I would think that he would get a answer from the manufacturer before publishing the issue. One would think that they may have a answer.

A filter on the very rear of a lens is in a extremely critical place, and flatness is absolutely required. I would be surprised if it worked well. 

Its pretty obvious from his testing that there is a issue, but, if you want companies to loan products to you for trial / review, they should be given a chance.


----------



## Canon Rumors Guy (Jan 20, 2018)

Mt Spokane Photography said:


> I would think that he would get a answer from the manufacturer before publishing the issue. One would think that they may have a answer.
> 
> A filter on the very rear of a lens is in a extremely critical place, and flatness is absolutely required. I would be surprised if it worked well.
> 
> Its pretty obvious from his testing that there is a issue, but, if you want companies to loan products to you for trial / review, they should be given a chance.

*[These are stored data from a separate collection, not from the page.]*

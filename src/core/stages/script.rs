//! Superscripts and subscripts
//!
//! `x^{2}` → `x²`, `x_1` → `x₁`. A payload collapses into glyphs only if
//! every character has one; otherwise the ASCII notation is kept as written.

use crate::core::context::StageContext;
use crate::core::pipeline::Stage;
use crate::core::scan::{read_command, read_group, MARKER, MAX_NESTING};
use crate::data::scripts::{map_all, SUBSCRIPTS, SUPERSCRIPTS};

pub struct ScriptStage;

impl Stage for ScriptStage {
    fn name(&self) -> &'static str {
        "script"
    }

    fn apply(&self, input: &str, ctx: &mut StageContext<'_>) -> String {
        if !ctx.options.unicode_scripts {
            return input.to_string();
        }
        rewrite_scripts(input, 0)
    }
}

/// A script payload following `^` or `_`
struct Payload<'a> {
    inner: &'a str,
    braced: bool,
    end: usize,
}

fn read_payload(src: &str, pos: usize) -> Option<Payload<'_>> {
    match src.as_bytes().get(pos)? {
        b'{' => read_group(src, pos).map(|g| Payload {
            inner: g.inner,
            braced: true,
            end: g.end,
        }),
        &MARKER | b'}' | b'^' | b'_' => None,
        b if b.is_ascii_whitespace() => None,
        _ => {
            let ch = src[pos..].chars().next()?;
            Some(Payload {
                inner: &src[pos..pos + ch.len_utf8()],
                braced: false,
                end: pos + ch.len_utf8(),
            })
        }
    }
}

fn rewrite_scripts(src: &str, depth: usize) -> String {
    if depth >= MAX_NESTING {
        return src.to_string();
    }
    let bytes = src.as_bytes();
    let mut out = String::with_capacity(src.len());
    let mut pos = 0;
    let mut copied = 0;

    while pos < bytes.len() {
        let (marker, table) = match bytes[pos] {
            MARKER => {
                pos = read_command(src, pos).map_or(pos + 1, |cmd| cmd.end);
                continue;
            }
            b'^' => ('^', &SUPERSCRIPTS),
            b'_' => ('_', &SUBSCRIPTS),
            _ => {
                pos += 1;
                continue;
            }
        };
        let Some(payload) = read_payload(src, pos + 1) else {
            pos += 1;
            continue;
        };

        out.push_str(&src[copied..pos]);
        match map_all(payload.inner.trim(), table) {
            Some(glyphs) => out.push_str(&glyphs),
            None if payload.braced => {
                out.push(marker);
                out.push('{');
                out.push_str(&rewrite_scripts(payload.inner, depth + 1));
                out.push('}');
            }
            None => {
                out.push(marker);
                out.push_str(payload.inner);
            }
        }
        pos = payload.end;
        copied = pos;
    }

    out.push_str(&src[copied..]);
    out
}
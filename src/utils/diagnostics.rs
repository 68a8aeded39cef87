//! Pre-conversion checks for math source
//!
//! Conversion itself never fails, so problems in the input show up only as
//! odd output. [`check_math`] reports them up front:
//!
//! - unbalanced braces
//! - unbalanced or mismatched environments
//! - environments that pass through unconverted (as notes)
//! - fractions and roots missing an argument
//! - dangling script markers
//! - commands no stage understands
//!
//! ## Example
//!
//! ```rust
//! use mathtext::diagnostics::{check_math, DiagnosticLevel};
//!
//! let result = check_math(r"\frac{1}{2");
//! assert!(result.has_errors());
//! assert_eq!(result.diagnostics[0].level, DiagnosticLevel::Error);
//! ```

use fxhash::FxHashSet;
use std::fmt;

use crate::core::scan::{
    commands, read_argument, read_group, read_optional, skip_whitespace, MARKER,
};
use crate::core::stages::matrix::MatrixKind;
use crate::data::commands::{is_known_command, FRACTION_COMMANDS};

/// Diagnostic severity level
#[derive(Debug, Clone, Copy, PartialEq, Eq, PartialOrd, Ord)]
pub enum DiagnosticLevel {
    /// Informational note
    Info,
    /// Output will be degraded but still produced
    Warning,
    /// Part of the input will come out as literal markup
    Error,
}

impl fmt::Display for DiagnosticLevel {
    fn fmt(&self, f: &mut fmt::Formatter<'_>) -> fmt::Result {
        match self {
            DiagnosticLevel::Info => write!(f, "info"),
            DiagnosticLevel::Warning => write!(f, "warning"),
            DiagnosticLevel::Error => write!(f, "error"),
        }
    }
}

/// A single diagnostic message
#[derive(Debug, Clone)]
pub struct Diagnostic {
    pub level: DiagnosticLevel,
    pub message: String,
    /// Line number (1-indexed)
    pub line: Option<usize>,
    /// Column number (1-indexed, in characters)
    pub column: Option<usize>,
    /// Offending source text
    pub source_text: Option<String>,
    pub suggestion: Option<String>,
}

impl Diagnostic {
    pub fn new(level: DiagnosticLevel, message: impl Into<String>) -> Self {
        Self {
            level,
            message: message.into(),
            line: None,
            column: None,
            source_text: None,
            suggestion: None,
        }
    }

    pub fn with_location(mut self, line: usize, column: usize) -> Self {
        self.line = Some(line);
        self.column = Some(column);
        self
    }

    pub fn with_source(mut self, text: impl Into<String>) -> Self {
        self.source_text = Some(text.into());
        self
    }

    pub fn with_suggestion(mut self, suggestion: impl Into<String>) -> Self {
        self.suggestion = Some(suggestion.into());
        self
    }
}

impl fmt::Display for Diagnostic {
    fn fmt(&self, f: &mut fmt::Formatter<'_>) -> fmt::Result {
        write!(f, "{}: {}", self.level, self.message)?;

        if let (Some(line), Some(col)) = (self.line, self.column) {
            write!(f, "\n  --> line {}:{}", line, col)?;
        }

        if let Some(ref source) = self.source_text {
            write!(f, "\n  |\n  | {}", source)?;
        }

        if let Some(ref suggestion) = self.suggestion {
            write!(f, "\n  = help: {}", suggestion)?;
        }

        Ok(())
    }
}

/// All diagnostics for one input, with per-level counts
#[derive(Debug, Default)]
pub struct CheckResult {
    pub diagnostics: Vec<Diagnostic>,
    pub errors: usize,
    pub warnings: usize,
    pub infos: usize,
}

impl CheckResult {
    pub fn new() -> Self {
        Self::default()
    }

    pub fn add(&mut self, diag: Diagnostic) {
        match diag.level {
            DiagnosticLevel::Error => self.errors += 1,
            DiagnosticLevel::Warning => self.warnings += 1,
            DiagnosticLevel::Info => self.infos += 1,
        }
        self.diagnostics.push(diag);
    }

    pub fn has_errors(&self) -> bool {
        self.errors > 0
    }

    pub fn is_empty(&self) -> bool {
        self.diagnostics.is_empty()
    }

    /// One-line summary such as `1 error, 2 warnings`
    pub fn summary(&self) -> String {
        let counts = [
            (self.errors, "error"),
            (self.warnings, "warning"),
            (self.infos, "note"),
        ];
        let parts: Vec<String> = counts
            .iter()
            .filter(|(n, _)| *n > 0)
            .map(|(n, word)| format!("{} {}{}", n, word, if *n == 1 { "" } else { "s" }))
            .collect();
        if parts.is_empty() {
            "no issues found".to_string()
        } else {
            parts.join(", ")
        }
    }
}

/// Check math source for problems that degrade conversion
pub fn check_math(input: &str) -> CheckResult {
    let mut result = CheckResult::new();
    let lines = LineIndex::new(input);

    check_brace_balance(input, &lines, &mut result);
    check_environment_balance(input, &lines, &mut result);
    check_arguments(input, &lines, &mut result);
    check_scripts(input, &lines, &mut result);
    check_unknown_commands(input, &lines, &mut result);

    result
}

/// Byte offsets of line starts
struct LineIndex<'a> {
    src: &'a str,
    starts: Vec<usize>,
}

impl<'a> LineIndex<'a> {
    fn new(src: &'a str) -> Self {
        let mut starts = vec![0];
        starts.extend(src.match_indices('\n').map(|(i, _)| i + 1));
        Self { src, starts }
    }

    /// 1-indexed line and character column of a byte offset
    fn locate(&self, offset: usize) -> (usize, usize) {
        let line = self.starts.partition_point(|&start| start <= offset) - 1;
        let column = self.src[self.starts[line]..offset].chars().count() + 1;
        (line + 1, column)
    }
}

fn check_brace_balance(input: &str, lines: &LineIndex<'_>, result: &mut CheckResult) {
    let bytes = input.as_bytes();
    let mut open = Vec::new();
    let mut i = 0;

    while i < bytes.len() {
        match bytes[i] {
            // escaped braces are literal
            MARKER => i += 1,
            b'{' => open.push(i),
            b'}' => {
                if open.pop().is_none() {
                    let (line, col) = lines.locate(i);
                    result.add(
                        Diagnostic::new(DiagnosticLevel::Error, "unmatched closing brace '}'")
                            .with_location(line, col)
                            .with_suggestion("remove it or add the missing '{'"),
                    );
                }
            }
            _ => {}
        }
        i += 1;
    }

    if let Some(&first) = open.first() {
        let (line, col) = lines.locate(first);
        result.add(
            Diagnostic::new(
                DiagnosticLevel::Error,
                format!(
                    "{} unclosed brace{}",
                    open.len(),
                    if open.len() == 1 { "" } else { "s" }
                ),
            )
            .with_location(line, col)
            .with_suggestion("add the missing '}'"),
        );
    }
}

fn check_environment_balance(input: &str, lines: &LineIndex<'_>, result: &mut CheckResult) {
    let mut stack: Vec<(&str, usize)> = Vec::new();

    for cmd in commands(input) {
        if cmd.name != "begin" && cmd.name != "end" {
            continue;
        }
        let Some(group) = read_group(input, skip_whitespace(input, cmd.end)) else {
            continue;
        };
        let name = group.inner.trim();
        let (line, col) = lines.locate(cmd.start);

        if cmd.name == "begin" {
            if MatrixKind::from_name(name).is_none() {
                result.add(
                    Diagnostic::new(
                        DiagnosticLevel::Info,
                        format!("environment '{}' is not converted", name),
                    )
                    .with_location(line, col)
                    .with_suggestion("its content will be kept as plain text"),
                );
            }
            stack.push((name, line));
            continue;
        }
        match stack.pop() {
            Some((open, _)) if open == name => {}
            Some((open, open_line)) => result.add(
                Diagnostic::new(
                    DiagnosticLevel::Error,
                    format!(
                        "mismatched environment: '{}' opened at line {} but '{}' closed",
                        open, open_line, name
                    ),
                )
                .with_location(line, col)
                .with_source(&input[cmd.start..group.end])
                .with_suggestion(format!("use \\end{{{}}}", open)),
            ),
            None => result.add(
                Diagnostic::new(
                    DiagnosticLevel::Error,
                    format!("unmatched \\end{{{}}}", name),
                )
                .with_location(line, col)
                .with_suggestion(format!("add \\begin{{{}}}", name)),
            ),
        }
    }

    for (name, line) in stack {
        result.add(
            Diagnostic::new(
                DiagnosticLevel::Error,
                format!("unclosed environment '{}' (opened at line {})", name, line),
            )
            .with_suggestion(format!("add \\end{{{}}}", name)),
        );
    }
}

/// Fractions need two arguments, roots one
fn check_arguments(input: &str, lines: &LineIndex<'_>, result: &mut CheckResult) {
    for cmd in commands(input) {
        let (expected, found) = if FRACTION_COMMANDS.contains(&cmd.name) {
            let found = match read_argument(input, cmd.end) {
                Some(num) if read_argument(input, num.end).is_some() => 2,
                Some(_) => 1,
                None => 0,
            };
            (2, found)
        } else if cmd.name == "sqrt" {
            let start = read_optional(input, cmd.end).map_or(cmd.end, |g| g.end);
            (1, usize::from(read_argument(input, start).is_some()))
        } else {
            continue;
        };

        if found < expected {
            let (line, col) = lines.locate(cmd.start);
            result.add(
                Diagnostic::new(
                    DiagnosticLevel::Error,
                    format!(
                        "\\{} expects {} argument{}, found {}",
                        cmd.name,
                        expected,
                        if expected == 1 { "" } else { "s" },
                        found
                    ),
                )
                .with_location(line, col)
                .with_source(format!("\\{}", cmd.name))
                .with_suggestion("it will be kept as literal text"),
            );
        }
    }
}

fn check_scripts(input: &str, lines: &LineIndex<'_>, result: &mut CheckResult) {
    let bytes = input.as_bytes();
    let mut i = 0;
    while i < bytes.len() {
        match bytes[i] {
            MARKER => {
                i += 2;
                continue;
            }
            b @ (b'^' | b'_') => {
                let next = skip_whitespace(input, i + 1);
                if matches!(bytes.get(next), None | Some(b'}') | Some(b'^') | Some(b'_')) {
                    let (line, col) = lines.locate(i);
                    result.add(
                        Diagnostic::new(
                            DiagnosticLevel::Warning,
                            format!("'{}' has nothing to attach", b as char),
                        )
                        .with_location(line, col),
                    );
                }
            }
            _ => {}
        }
        i += 1;
    }
}

fn check_unknown_commands(input: &str, lines: &LineIndex<'_>, result: &mut CheckResult) {
    let mut seen = FxHashSet::default();
    for cmd in commands(input) {
        if is_known_command(cmd.name) || !seen.insert(cmd.name) {
            continue;
        }
        let (line, col) = lines.locate(cmd.start);
        result.add(
            Diagnostic::new(
                DiagnosticLevel::Warning,
                format!("unknown command '\\{}'", cmd.name),
            )
            .with_location(line, col)
            .with_suggestion(format!("it will appear as plain '{}'", cmd.name)),
        );
    }
}

/// Format check results for terminal output
pub fn format_diagnostics(result: &CheckResult, use_color: bool) -> String {
    const RESET: &str = "\x1b[0m";
    let mut output = String::new();

    for diag in &result.diagnostics {
        if use_color {
            let color = match diag.level {
                DiagnosticLevel::Error => "\x1b[31m",
                DiagnosticLevel::Warning => "\x1b[33m",
                DiagnosticLevel::Info => "\x1b[34m",
            };
            output.push_str(&format!("{}{}{}\n\n", color, diag, RESET));
        } else {
            output.push_str(&format!("{}\n\n", diag));
        }
    }

    let summary = format!("Summary: {}", result.summary());
    if use_color {
        let color = if result.has_errors() {
            "\x1b[31m"
        } else if result.warnings > 0 {
            "\x1b[33m"
        } else {
            "\x1b[32m"
        };
        output.push_str(&format!("{}{}{}", color, summary, RESET));
    } else {
        output.push_str(&summary);
    }

    output
}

The filters were loaned by B&H Photo, I have updated the story.


----------



## sbauer (Jan 20, 2018)

I've been using these filters on my 11-24 since they were first available on Kickstarter and have been very pleased with their performance. My process for using these filters is to use autofocus first, without the filter, and then place gaffer's tape on the focus ring of the lens. Then, I turn off the Autofocus, remove the lens to install the ND filter, and then take my exposure. I have not had any issues with out of focus or soft focus images using this method and I've been very impressed with the results. An added benefit is there's no color cast to my images. As a result, I sold my Lee system to include the Big Stopper.


----------



## Canon Rumors Guy (Jan 20, 2018)

sbauer said:


> I've been using these filters on my 11-24 since they were first available on Kickstarter and have been very pleased with their performance. My process for using these filters is to use autofocus first, without the filter, and then place gaffer's tape on the focus ring of the lens. Then, I turn off the Autofocus, remove the lens to install the ND filter, and then take my exposure. I have not had any issues with out of focus or soft focus images using this method and I've been very impressed with the results. An added benefit is there's no color cast to my images. As a result, I sold my Lee system to include the Big Stopper.



I will say, it doesn't look like the filter in question is fitting into the lens evenly. Do yours fit the same way as the images in the story?


----------



## sbauer (Jan 20, 2018)

Yes, mine look the same as the photos in the article.


----------



## Canon Rumors Guy (Jan 20, 2018)

Mt Spokane Photography said:


> I would think that he would get a answer from the manufacturer before publishing the issue. One would think that they may have a answer.
> 
> A filter on the very rear of a lens is in a extremely critical place, and flatness is absolutely required. I would be surprised if it worked well.
> 
> Its pretty obvious from his testing that there is a issue, but, if you want companies to loan products to you for trial / review, they should be given a chance.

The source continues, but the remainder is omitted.